When I have lockdep enabled, I have scheduling latencies >1ms.
> That was not the important part -- but everybody fixates on the number,
> instead of the intent.
I don't mind to delay a SCHED_OTHER wakeup for the greater good. And
here a number, 50us, be it. This is certainly not something I complain.
I'm just asking not to delayed the wakeup of the RT task which should be
on CPU based on its priority.
Depending on RT application, it is not just the interrupt and
preempt-off section that you worry about. It could also involve to PI a
SCHED_OTHER task on a different CPU to release the lock in question so
that the RT application on _this_ CPU can make progress. So you have
50us on the this CPU and 50us on the remote CPU because it also does
LAZY thingy for performance reasons. And so the number doubled.
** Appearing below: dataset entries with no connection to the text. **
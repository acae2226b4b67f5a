pub mod adjacency_list;
pub mod bellman_ford;
pub mod bfs;
pub mod dijkstra;
pub mod edge;
pub mod floyd_warshall;
pub mod grid_regions;
pub mod kruskal;
pub mod prim;
pub mod shortest_path;
pub mod spanning_tree;

// Re-export graph types and algorithms
pub use adjacency_list::Graph;
pub use bellman_ford::bellman_ford;
pub use bfs::bfs;
pub use dijkstra::dijkstra;
pub use edge::Edge;
pub use floyd_warshall::{floyd_warshall, AdjacencyMatrix, AllPairsShortestPaths};
pub use grid_regions::largest_region;
pub use kruskal::{kruskal, UnionFind};
pub use prim::prim;
pub use shortest_path::{Distance, PathReport, ShortestPathTree};
pub use spanning_tree::MinimumSpanningTree;
/// Heap's algorithm for generating every permutation of a sequence.
///
/// Each permutation after the first is produced from the previous one by a
/// single swap. The first item is the input in its original order.
///
/// # Example
/// ```
/// use algos_paths::cs::combinatorial::HeapPermutations;
///
/// let perms: Vec<Vec<i32>> = HeapPermutations::new(vec![1, 2, 3]).collect();
/// assert_eq!(perms, vec![
///     vec![1, 2, 3],
///     vec![2, 1, 3],
///     vec![3, 1, 2],
///     vec![1, 3, 2],
///     vec![2, 3, 1],
///     vec![3, 2, 1],
/// ]);
/// ```
#[derive(Debug, Clone)]
pub struct HeapPermutations<T> {
    items: Vec<T>,
    // counters[i] is how many swaps level i has done since it was last reset
    counters: Vec<usize>,
    level: usize,
    started: bool,
}

impl<T: Clone> HeapPermutations<T> {
    pub fn new(items: Vec<T>) -> Self {
        let counters = vec![0; items.len()];
        Self {
            items,
            counters,
            level: 1,
            started: false,
        }
    }
}

impl<T: Clone> Iterator for HeapPermutations<T> {
    type Item = Vec<T>;

    fn next(&mut self) -> Option<Vec<T>> {
        if !self.started {
            self.started = true;
            return Some(self.items.clone());
        }
        while self.level < self.items.len() {
            let i = self.level;
            if self.counters[i] < i {
                if i % 2 == 0 {
                    self.items.swap(0, i);
                } else {
                    self.items.swap(self.counters[i], i);
                }
                self.counters[i] += 1;
                self.level = 1;
                return Some(self.items.clone());
            }
            self.counters[i] = 0;
            self.level += 1;
        }
        None
    }
}

/// Collects every permutation of `items` in Heap's order.
///
/// Equal elements are not merged, so the result always has `n!` entries.
pub fn heap_permutations<T: Clone>(items: &[T]) -> Vec<Vec<T>> {
    HeapPermutations::new(items.to_vec()).collect()
}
> I'm assuming you have a recent number around -- what's sane? 5us, less?
As I tried to explain any additional delay hurts. If your application
requires a latency of 1ms, you get max 100us based on testing then
additional 50us certainly won't hurt you. However if you require 200us
max, you already struggle with 160us especially if everything fires at
once and the caches are gone. In this the 5us will still fit the
requirement on paper but the buffer got smaller. Also, the 5us requires
a timer to fire etc…
There are "bigger" x86 boxes with high clocked CPU and big caches which
can be partitioned and so on and everything is nice.
There are also smaller x86 boxes where you have two trace_printk() after
each other in an IRQ-off region 2us apart and yell at the scheduler for
taking 30us for a scheduling decision.
Sebastian